Task goal: What lines of the material below hold the string "second"? Copy them out.

Given information:

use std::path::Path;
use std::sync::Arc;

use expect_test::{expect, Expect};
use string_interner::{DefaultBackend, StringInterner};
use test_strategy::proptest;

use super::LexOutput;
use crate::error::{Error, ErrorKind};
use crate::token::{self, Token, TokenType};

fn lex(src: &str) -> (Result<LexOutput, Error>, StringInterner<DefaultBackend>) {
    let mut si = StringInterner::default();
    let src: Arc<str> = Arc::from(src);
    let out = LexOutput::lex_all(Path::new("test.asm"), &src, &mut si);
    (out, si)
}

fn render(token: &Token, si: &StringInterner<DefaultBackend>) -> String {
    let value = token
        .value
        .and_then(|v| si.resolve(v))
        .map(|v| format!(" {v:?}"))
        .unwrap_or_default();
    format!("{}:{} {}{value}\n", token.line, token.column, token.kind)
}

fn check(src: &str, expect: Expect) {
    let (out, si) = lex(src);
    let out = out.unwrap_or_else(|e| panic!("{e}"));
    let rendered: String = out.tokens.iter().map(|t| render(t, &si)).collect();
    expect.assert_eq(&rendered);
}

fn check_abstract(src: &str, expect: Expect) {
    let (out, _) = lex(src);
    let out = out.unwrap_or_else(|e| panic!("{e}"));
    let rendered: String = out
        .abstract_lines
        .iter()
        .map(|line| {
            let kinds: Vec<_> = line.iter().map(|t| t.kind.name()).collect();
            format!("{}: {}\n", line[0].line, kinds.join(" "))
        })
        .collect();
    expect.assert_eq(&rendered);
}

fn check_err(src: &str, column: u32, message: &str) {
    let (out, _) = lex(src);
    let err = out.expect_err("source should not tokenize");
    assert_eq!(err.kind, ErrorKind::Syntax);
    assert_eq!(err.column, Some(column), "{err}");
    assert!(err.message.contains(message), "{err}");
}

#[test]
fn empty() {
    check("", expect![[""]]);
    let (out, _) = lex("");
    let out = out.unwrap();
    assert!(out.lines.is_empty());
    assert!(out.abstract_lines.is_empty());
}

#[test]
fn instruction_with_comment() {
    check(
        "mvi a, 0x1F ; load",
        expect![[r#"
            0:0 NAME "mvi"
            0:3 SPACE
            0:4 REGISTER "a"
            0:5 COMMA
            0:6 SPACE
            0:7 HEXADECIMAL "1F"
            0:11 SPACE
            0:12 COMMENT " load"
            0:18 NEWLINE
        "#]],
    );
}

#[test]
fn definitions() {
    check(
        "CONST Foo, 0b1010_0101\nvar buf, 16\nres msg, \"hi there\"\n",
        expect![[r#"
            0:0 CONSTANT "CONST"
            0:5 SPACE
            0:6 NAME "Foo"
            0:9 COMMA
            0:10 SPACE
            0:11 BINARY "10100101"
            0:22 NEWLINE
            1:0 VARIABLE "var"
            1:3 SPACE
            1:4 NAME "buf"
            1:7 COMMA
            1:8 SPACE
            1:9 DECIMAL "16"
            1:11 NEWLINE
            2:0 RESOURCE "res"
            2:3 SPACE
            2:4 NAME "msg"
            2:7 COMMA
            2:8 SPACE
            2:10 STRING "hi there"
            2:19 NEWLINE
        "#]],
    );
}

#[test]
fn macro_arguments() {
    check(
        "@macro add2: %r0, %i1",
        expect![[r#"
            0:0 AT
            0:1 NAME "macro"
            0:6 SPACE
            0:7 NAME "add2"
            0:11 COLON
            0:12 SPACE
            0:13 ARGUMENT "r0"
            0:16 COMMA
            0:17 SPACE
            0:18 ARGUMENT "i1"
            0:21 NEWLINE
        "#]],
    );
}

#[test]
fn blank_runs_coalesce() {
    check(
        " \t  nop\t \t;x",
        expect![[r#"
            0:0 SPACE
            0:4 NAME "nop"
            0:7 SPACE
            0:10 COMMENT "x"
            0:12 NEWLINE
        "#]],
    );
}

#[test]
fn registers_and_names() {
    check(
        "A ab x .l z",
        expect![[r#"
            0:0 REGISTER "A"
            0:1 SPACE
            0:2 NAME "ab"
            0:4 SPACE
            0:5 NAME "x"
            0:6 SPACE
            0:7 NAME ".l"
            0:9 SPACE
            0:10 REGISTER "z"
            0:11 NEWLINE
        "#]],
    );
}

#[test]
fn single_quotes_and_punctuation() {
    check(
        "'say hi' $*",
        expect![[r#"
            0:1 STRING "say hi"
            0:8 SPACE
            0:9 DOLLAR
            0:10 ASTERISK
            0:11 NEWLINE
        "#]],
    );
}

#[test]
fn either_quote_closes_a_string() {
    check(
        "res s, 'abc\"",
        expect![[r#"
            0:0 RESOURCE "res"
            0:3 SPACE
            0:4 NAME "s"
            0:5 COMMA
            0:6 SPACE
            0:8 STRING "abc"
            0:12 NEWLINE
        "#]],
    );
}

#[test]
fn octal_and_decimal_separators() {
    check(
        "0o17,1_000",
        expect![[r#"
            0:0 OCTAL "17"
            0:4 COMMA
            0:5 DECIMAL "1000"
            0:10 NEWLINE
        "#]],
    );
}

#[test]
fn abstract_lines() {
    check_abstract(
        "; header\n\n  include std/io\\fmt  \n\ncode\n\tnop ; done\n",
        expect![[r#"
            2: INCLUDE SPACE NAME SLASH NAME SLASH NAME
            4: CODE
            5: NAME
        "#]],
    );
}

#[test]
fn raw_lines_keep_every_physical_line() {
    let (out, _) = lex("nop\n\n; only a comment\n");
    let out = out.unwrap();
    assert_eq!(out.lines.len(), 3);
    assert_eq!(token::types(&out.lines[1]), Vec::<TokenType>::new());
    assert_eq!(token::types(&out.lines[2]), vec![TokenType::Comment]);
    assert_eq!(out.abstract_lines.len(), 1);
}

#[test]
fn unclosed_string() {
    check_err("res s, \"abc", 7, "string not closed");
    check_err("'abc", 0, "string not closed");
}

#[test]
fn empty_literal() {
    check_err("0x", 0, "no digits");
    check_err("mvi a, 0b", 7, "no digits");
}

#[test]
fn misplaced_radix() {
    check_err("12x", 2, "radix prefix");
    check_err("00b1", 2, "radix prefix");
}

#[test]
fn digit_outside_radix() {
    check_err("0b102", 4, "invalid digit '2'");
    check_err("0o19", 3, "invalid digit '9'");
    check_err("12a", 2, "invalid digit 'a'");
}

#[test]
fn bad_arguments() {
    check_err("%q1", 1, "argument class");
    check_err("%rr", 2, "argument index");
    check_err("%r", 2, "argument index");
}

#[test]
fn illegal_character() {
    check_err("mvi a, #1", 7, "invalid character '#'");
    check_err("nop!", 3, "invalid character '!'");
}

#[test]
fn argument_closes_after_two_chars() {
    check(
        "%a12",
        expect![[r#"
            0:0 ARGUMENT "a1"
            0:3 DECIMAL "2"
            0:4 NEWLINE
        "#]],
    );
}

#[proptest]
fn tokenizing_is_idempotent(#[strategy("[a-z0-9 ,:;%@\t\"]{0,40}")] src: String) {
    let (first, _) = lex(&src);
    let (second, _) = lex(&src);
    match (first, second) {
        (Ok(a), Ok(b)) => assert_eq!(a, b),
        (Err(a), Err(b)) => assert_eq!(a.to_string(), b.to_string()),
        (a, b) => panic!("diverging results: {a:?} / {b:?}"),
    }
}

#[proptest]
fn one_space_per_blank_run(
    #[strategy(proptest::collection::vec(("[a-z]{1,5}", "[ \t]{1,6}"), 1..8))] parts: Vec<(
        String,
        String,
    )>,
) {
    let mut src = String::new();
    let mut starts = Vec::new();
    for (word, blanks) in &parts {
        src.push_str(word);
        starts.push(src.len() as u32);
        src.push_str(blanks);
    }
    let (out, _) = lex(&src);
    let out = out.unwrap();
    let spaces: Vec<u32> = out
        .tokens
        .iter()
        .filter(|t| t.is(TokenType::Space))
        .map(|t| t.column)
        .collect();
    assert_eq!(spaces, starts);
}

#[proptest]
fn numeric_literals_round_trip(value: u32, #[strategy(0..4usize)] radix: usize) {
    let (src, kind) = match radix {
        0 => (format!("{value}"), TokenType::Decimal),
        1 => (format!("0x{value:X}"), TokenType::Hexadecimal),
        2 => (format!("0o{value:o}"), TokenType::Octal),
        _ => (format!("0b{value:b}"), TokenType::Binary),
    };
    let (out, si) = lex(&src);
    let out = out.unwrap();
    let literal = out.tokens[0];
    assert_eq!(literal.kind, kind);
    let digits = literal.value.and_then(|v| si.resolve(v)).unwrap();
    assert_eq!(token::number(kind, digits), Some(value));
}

Solution below:
    let (second, _) = lex(&src);
    match (first, second) {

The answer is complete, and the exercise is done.